Items from a data source
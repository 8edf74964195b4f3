//! Config serialization to TOML
//!
//! Single source of truth for the config file format: `config --init`
//! writes this template and `config --show` prints it for the effective
//! configuration.

use super::Config;
use crate::theme::Theme;
use anyhow::{Context, Result};
use std::path::Path;

impl Config {
    /// Serialize config to a commented TOML document
    pub fn to_toml(&self) -> String {
        format!(
            r#"# agentdoc configuration

# Theme: {themes} (AGENTDOC_THEME overrides)
theme = "{theme}"

[render]
# Wrap width for paragraphs (AGENTDOC_WIDTH overrides)
width = {width}
# Start every tagged section collapsed
collapse_sections = {collapse}
# Show "Name:" prefixes for section fields
show_field_names = {field_names}

# Logging configuration (RUST_LOG env var overrides level)
[logging]
level = "{log_level}"
# JSON log files in addition to stderr
file_enabled = {log_file_enabled}
file_dir = "{log_file_dir}"
file_rotation = "{log_file_rotation}"  # hourly, daily, never
file_prefix = "{log_file_prefix}"
"#,
            themes = Theme::names().join(", "),
            theme = escape(&self.theme),
            width = self.render.width,
            collapse = self.render.collapse_sections,
            field_names = self.render.show_field_names,
            log_level = escape(&self.logging.level),
            log_file_enabled = self.logging.file_enabled,
            log_file_dir = escape(&self.logging.file_dir.display().to_string()),
            log_file_rotation = self.logging.file_rotation.as_str(),
            log_file_prefix = escape(&self.logging.file_prefix),
        )
    }

    /// Write the TOML form to `path`, creating parent directories
    pub fn save_to(&self, path: &Path) -> Result<()> {
        if let Some(parent) = path.parent() {
            std::fs::create_dir_all(parent)
                .with_context(|| format!("Failed to create {}", parent.display()))?;
        }
        std::fs::write(path, self.to_toml())
            .with_context(|| format!("Failed to write {}", path.display()))
    }
}

/// Escape a value for a TOML basic string
fn escape(value: &str) -> String {
    value.replace('\\', "\\\\").replace('"', "\\\"")
}
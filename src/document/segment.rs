//! Section tag segmentation
//!
//! Splits raw agent output on the six known section tags
//! (`<thinking>`, `<analysis>`, `<reasoning>`, `<next_steps>`,
//! `<reflection>`, `<interaction_plan>`). Everything outside a matched tag
//! pair stays untagged text for the markdown pipeline.
//!
//! Tags are matched case-insensitively and non-greedily: a body runs to the
//! nearest closing tag with the *same* name. Unknown tags and unterminated
//! tags never match, so they remain literal text.

use regex::Regex;
use serde::Serialize;
use std::fmt;
use std::sync::OnceLock;

/// The closed set of section tags the segmenter recognises
#[derive(Debug, Clone, Copy, PartialEq, Eq, Hash, Serialize)]
#[serde(rename_all = "snake_case")]
pub enum TagKind {
    Thinking,
    Analysis,
    Reasoning,
    NextSteps,
    Reflection,
    InteractionPlan,
}

impl TagKind {
    pub const ALL: [TagKind; 6] = [
        TagKind::Thinking,
        TagKind::Analysis,
        TagKind::Reasoning,
        TagKind::NextSteps,
        TagKind::Reflection,
        TagKind::InteractionPlan,
    ];

    /// Lowercase tag name as it appears inside `<...>`
    pub fn as_str(&self) -> &'static str {
        match self {
            TagKind::Thinking => "thinking",
            TagKind::Analysis => "analysis",
            TagKind::Reasoning => "reasoning",
            TagKind::NextSteps => "next_steps",
            TagKind::Reflection => "reflection",
            TagKind::InteractionPlan => "interaction_plan",
        }
    }

    /// Parse a tag name, ignoring ASCII case
    pub fn from_name(name: &str) -> Option<Self> {
        Self::ALL
            .into_iter()
            .find(|kind| kind.as_str().eq_ignore_ascii_case(name))
    }

    /// Human-readable title for section headers
    pub fn title(&self) -> &'static str {
        match self {
            TagKind::Thinking => "Thinking",
            TagKind::Analysis => "Analysis",
            TagKind::Reasoning => "Reasoning",
            TagKind::NextSteps => "Next Steps",
            TagKind::Reflection => "Reflection",
            TagKind::InteractionPlan => "Interaction Plan",
        }
    }
}

impl fmt::Display for TagKind {
    fn fmt(&self, f: &mut fmt::Formatter<'_>) -> fmt::Result {
        f.write_str(self.as_str())
    }
}

/// A top-level chunk of agent output, in document order
#[derive(Debug, Clone, PartialEq, Eq)]
pub enum Segment {
    /// Untagged text, kept verbatim (not trimmed)
    Text(String),
    /// Body of a recognised section tag, trimmed
    Section { tag: TagKind, content: String },
}

impl Segment {
    pub fn content(&self) -> &str {
        match self {
            Segment::Text(text) => text,
            Segment::Section { content, .. } => content,
        }
    }

    pub fn tag(&self) -> Option<TagKind> {
        match self {
            Segment::Text(_) => None,
            Segment::Section { tag, .. } => Some(*tag),
        }
    }
}

/// One alternative per tag so each body closes on its own name.
/// The `regex` crate has no backreferences, hence the expanded alternation.
fn section_tag_regex() -> &'static Regex {
    static RE: OnceLock<Regex> = OnceLock::new();
    RE.get_or_init(|| {
        let alternatives: Vec<String> = TagKind::ALL
            .iter()
            .map(|kind| {
                let name = kind.as_str();
                format!(r"<(?P<{name}>{name})>(?P<{name}_body>.*?)</{name}>")
            })
            .collect();
        Regex::new(&format!("(?is){}", alternatives.join("|")))
            .expect("section tag pattern is valid")
    })
}

/// Split raw agent output into text and section segments
///
/// Whitespace-only gaps between tags are dropped. When no tag matches at
/// all, the whole input is a single text segment, unless it is blank, in
/// which case nothing is emitted.
pub fn segment(input: &str) -> Vec<Segment> {
    let re = section_tag_regex();
    let mut segments = Vec::new();
    let mut cursor = 0;

    for caps in re.captures_iter(input) {
        let Some(whole) = caps.get(0) else {
            continue;
        };
        let Some((tag, body)) = TagKind::ALL.iter().find_map(|kind| {
            caps.name(&format!("{}_body", kind.as_str()))
                .map(|body| (*kind, body.as_str()))
        }) else {
            continue;
        };

        push_text(&mut segments, &input[cursor..whole.start()]);
        segments.push(Segment::Section {
            tag,
            content: body.trim().to_string(),
        });
        cursor = whole.end();
    }

    if cursor == 0 && segments.is_empty() {
        // No tags anywhere: the input passes through untouched
        if !input.trim().is_empty() {
            segments.push(Segment::Text(input.to_string()));
        }
    } else {
        push_text(&mut segments, &input[cursor..]);
    }

    tracing::trace!(count = segments.len(), "segmented agent output");
    segments
}

fn push_text(segments: &mut Vec<Segment>, text: &str) {
    if !text.trim().is_empty() {
        segments.push(Segment::Text(text.to_string()));
    }
}

#[cfg(test)]
mod tests {
    use super::*;
    use pretty_assertions::assert_eq;

    fn section(tag: TagKind, content: &str) -> Segment {
        Segment::Section {
            tag,
            content: content.to_string(),
        }
    }

    #[test]
    fn test_untagged_input_is_single_untrimmed_segment() {
        let input = "  just some text\n\nwith lines  ";
        assert_eq!(segment(input), vec![Segment::Text(input.to_string())]);
    }

    #[test]
    fn test_blank_input_yields_no_segments() {
        // Documented quirk: all-whitespace input renders as nothing rather
        // than one empty text segment.
        assert!(segment("").is_empty());
        assert!(segment("   \n\t  ").is_empty());
    }

    #[test]
    fn test_analysis_tag_is_trimmed_section() {
        let segments = segment("<analysis>\n  look at this  \n</analysis>");
        assert_eq!(segments, vec![section(TagKind::Analysis, "look at this")]);
    }

    #[test]
    fn test_text_between_tags_kept_in_order() {
        let input =
            "intro\n<thinking>hmm</thinking>\nmiddle\n<next_steps>do it</next_steps>\noutro";
        let segments = segment(input);
        assert_eq!(
            segments,
            vec![
                Segment::Text("intro\n".to_string()),
                section(TagKind::Thinking, "hmm"),
                Segment::Text("\nmiddle\n".to_string()),
                section(TagKind::NextSteps, "do it"),
                Segment::Text("\noutro".to_string()),
            ]
        );
    }

    #[test]
    fn test_whitespace_gaps_between_tags_dropped() {
        let segments = segment("<thinking>a</thinking>\n\n   <reflection>b</reflection>\n");
        assert_eq!(
            segments,
            vec![
                section(TagKind::Thinking, "a"),
                section(TagKind::Reflection, "b"),
            ]
        );
    }

    #[test]
    fn test_tags_case_insensitive_and_normalized() {
        let segments = segment("<Interaction_Plan>step</INTERACTION_PLAN>");
        assert_eq!(segments, vec![section(TagKind::InteractionPlan, "step")]);
        assert_eq!(segments[0].tag().map(|t| t.as_str()), Some("interaction_plan"));
    }

    #[test]
    fn test_unknown_tag_is_literal_text() {
        let input = "<system-reminder>hello</system-reminder>";
        assert_eq!(segment(input), vec![Segment::Text(input.to_string())]);
    }

    #[test]
    fn test_unterminated_tag_is_literal_text() {
        let input = "<thinking>never closed";
        assert_eq!(segment(input), vec![Segment::Text(input.to_string())]);
    }

    #[test]
    fn test_body_closes_on_same_name_only() {
        let segments = segment("<thinking>a </analysis> b</thinking>");
        assert_eq!(segments, vec![section(TagKind::Thinking, "a </analysis> b")]);
    }

    #[test]
    fn test_non_greedy_body() {
        let segments = segment("<reasoning>one</reasoning>mid<reasoning>two</reasoning>");
        assert_eq!(
            segments,
            vec![
                section(TagKind::Reasoning, "one"),
                Segment::Text("mid".to_string()),
                section(TagKind::Reasoning, "two"),
            ]
        );
    }

    #[test]
    fn test_segments_rebuild_input() {
        let input = "a <thinking>b</thinking> c <analysis>d</analysis>";
        let rebuilt: String = segment(input)
            .iter()
            .map(|seg| match seg {
                Segment::Text(text) => text.clone(),
                Segment::Section { tag, content } => format!("<{tag}>{content}</{tag}>"),
            })
            .collect();
        assert_eq!(rebuilt, input);
    }

    #[test]
    fn test_tag_name_round_trip() {
        for kind in TagKind::ALL {
            assert_eq!(TagKind::from_name(kind.as_str()), Some(kind));
        }
        assert_eq!(TagKind::from_name("summary"), None);
    }
}
//! agentdoc - structured rendering for AI agent output
//!
//! Agent text is split into tagged reasoning sections (`<thinking>`,
//! `<analysis>`, ...) and free markdown; tool payloads become collapsible
//! JSON trees. The core is pure: parsing never fails, and all view state
//! (collapsed sections, expanded nodes) is owned by the caller.
//!
//! ```
//! use agentdoc::document::{CollapsedSections, Document, RenderNode};
//!
//! let doc = Document::parse("<analysis>Risk: low</analysis>\n# Done");
//! let nodes = doc.instructions(&CollapsedSections::new());
//! assert!(matches!(nodes[0], RenderNode::Section { .. }));
//! assert!(matches!(nodes[1], RenderNode::Heading { level: 1, .. }));
//! ```

pub mod cli;
pub mod clipboard;
pub mod config;
pub mod document;
pub mod json_tree;
pub mod logging;
pub mod render;
pub mod theme;
pub mod util;

pub use document::{CollapsedSections, Document, RenderNode};
pub use json_tree::{ExpandState, JsonTree, JsonTreeError, PayloadView, ToolPayload};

- TASK TO CARRY OUT: Every line from the first entry to the line containing "std::fs::create_dir_all(parent)" should be transcribed exactly, and nothing beyond it.

- WRITTEN SOLUTION:
repository 8edf74964195b4f3
//! Config serialization to TOML
//!
//! Single source of truth for the config file format: `config --init`
//! writes this template and `config --show` prints it for the effective
//! configuration.

use super::Config;
use crate::theme::Theme;
use anyhow::{Context, Result};
use std::path::Path;

impl Config {
    /// Serialize config to a commented TOML document
    pub fn to_toml(&self) -> String {
        format!(
            r#"# agentdoc configuration

# Theme: {themes} (AGENTDOC_THEME overrides)
theme = "{theme}"

[render]
# Wrap width for paragraphs (AGENTDOC_WIDTH overrides)
width = {width}
# Start every tagged section collapsed
collapse_sections = {collapse}
# Show "Name:" prefixes for section fields
show_field_names = {field_names}

# Logging configuration (RUST_LOG env var overrides level)
[logging]
level = "{log_level}"
# JSON log files in addition to stderr
file_enabled = {log_file_enabled}
file_dir = "{log_file_dir}"
file_rotation = "{log_file_rotation}"  # hourly, daily, never
file_prefix = "{log_file_prefix}"
"#,
            themes = Theme::names().join(", "),
            theme = escape(&self.theme),
            width = self.render.width,
            collapse = self.render.collapse_sections,
            field_names = self.render.show_field_names,
            log_level = escape(&self.logging.level),
            log_file_enabled = self.logging.file_enabled,
            log_file_dir = escape(&self.logging.file_dir.display().to_string()),
            log_file_rotation = self.logging.file_rotation.as_str(),
            log_file_prefix = escape(&self.logging.file_prefix),
        )
    }

    /// Write the TOML form to `path`, creating parent directories
    pub fn save_to(&self, path: &Path) -> Result<()> {
        if let Some(parent) = path.parent() {
            std::fs::create_dir_all(parent)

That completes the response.